Problem: For each line in the records that contains "CriticalSectionCell", make a copy.
# # # # #
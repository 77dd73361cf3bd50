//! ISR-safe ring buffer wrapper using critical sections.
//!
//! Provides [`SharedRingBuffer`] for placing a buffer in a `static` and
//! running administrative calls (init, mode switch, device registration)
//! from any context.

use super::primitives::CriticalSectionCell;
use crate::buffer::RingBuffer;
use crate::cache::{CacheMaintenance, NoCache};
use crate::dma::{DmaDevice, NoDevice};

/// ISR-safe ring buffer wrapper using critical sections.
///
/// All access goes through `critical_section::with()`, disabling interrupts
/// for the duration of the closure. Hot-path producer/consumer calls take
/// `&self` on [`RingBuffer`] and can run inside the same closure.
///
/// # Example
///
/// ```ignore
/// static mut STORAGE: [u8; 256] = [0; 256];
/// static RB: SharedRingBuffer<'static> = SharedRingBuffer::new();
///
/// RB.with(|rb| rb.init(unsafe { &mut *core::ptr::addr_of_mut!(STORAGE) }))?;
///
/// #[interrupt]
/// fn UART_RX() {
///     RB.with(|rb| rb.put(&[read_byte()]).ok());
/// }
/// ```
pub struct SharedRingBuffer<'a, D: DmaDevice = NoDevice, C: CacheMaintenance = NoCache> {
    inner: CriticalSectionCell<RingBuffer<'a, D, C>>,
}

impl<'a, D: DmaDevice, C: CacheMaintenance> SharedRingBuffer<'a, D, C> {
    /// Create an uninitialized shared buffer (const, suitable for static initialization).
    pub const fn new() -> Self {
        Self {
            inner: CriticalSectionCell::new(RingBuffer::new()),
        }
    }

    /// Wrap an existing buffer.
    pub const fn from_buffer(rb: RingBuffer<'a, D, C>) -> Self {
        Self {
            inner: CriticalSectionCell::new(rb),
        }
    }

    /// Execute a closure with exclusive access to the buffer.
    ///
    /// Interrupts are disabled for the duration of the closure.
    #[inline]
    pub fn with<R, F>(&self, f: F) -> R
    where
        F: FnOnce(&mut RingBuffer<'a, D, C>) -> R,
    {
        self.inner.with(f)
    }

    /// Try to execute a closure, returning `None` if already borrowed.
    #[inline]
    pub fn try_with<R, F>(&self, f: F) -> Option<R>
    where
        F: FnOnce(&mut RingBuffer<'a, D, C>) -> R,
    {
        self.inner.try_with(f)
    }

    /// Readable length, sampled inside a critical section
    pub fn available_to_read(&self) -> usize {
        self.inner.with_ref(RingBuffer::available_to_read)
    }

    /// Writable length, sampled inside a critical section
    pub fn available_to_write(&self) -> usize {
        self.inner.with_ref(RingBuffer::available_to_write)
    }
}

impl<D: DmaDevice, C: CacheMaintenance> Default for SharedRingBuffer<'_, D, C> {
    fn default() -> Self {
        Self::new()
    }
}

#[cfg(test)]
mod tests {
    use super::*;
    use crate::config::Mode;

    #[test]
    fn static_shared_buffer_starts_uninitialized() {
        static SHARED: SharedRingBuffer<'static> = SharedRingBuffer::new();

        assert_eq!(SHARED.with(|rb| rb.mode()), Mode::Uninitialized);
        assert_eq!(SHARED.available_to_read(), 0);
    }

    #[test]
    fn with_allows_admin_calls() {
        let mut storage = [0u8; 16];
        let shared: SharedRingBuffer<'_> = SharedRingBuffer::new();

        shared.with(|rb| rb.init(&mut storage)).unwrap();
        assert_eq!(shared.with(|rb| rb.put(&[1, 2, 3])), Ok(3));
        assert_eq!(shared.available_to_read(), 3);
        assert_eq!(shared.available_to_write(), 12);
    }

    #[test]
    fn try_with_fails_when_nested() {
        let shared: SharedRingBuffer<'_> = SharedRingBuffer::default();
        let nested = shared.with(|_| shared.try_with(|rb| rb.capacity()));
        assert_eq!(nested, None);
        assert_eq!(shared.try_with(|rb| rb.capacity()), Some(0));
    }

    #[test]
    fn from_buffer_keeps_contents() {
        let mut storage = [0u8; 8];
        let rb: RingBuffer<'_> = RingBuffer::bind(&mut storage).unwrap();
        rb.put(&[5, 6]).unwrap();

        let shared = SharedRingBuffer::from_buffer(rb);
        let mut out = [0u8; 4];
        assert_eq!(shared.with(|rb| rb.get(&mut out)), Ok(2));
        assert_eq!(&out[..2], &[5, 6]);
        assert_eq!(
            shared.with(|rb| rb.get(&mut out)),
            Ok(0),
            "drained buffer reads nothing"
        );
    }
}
# # # # #
Solution to this problem:
use super::primitives::CriticalSectionCell;
    inner: CriticalSectionCell<RingBuffer<'a, D, C>>,
            inner: CriticalSectionCell::new(RingBuffer::new()),
            inner: CriticalSectionCell::new(rb),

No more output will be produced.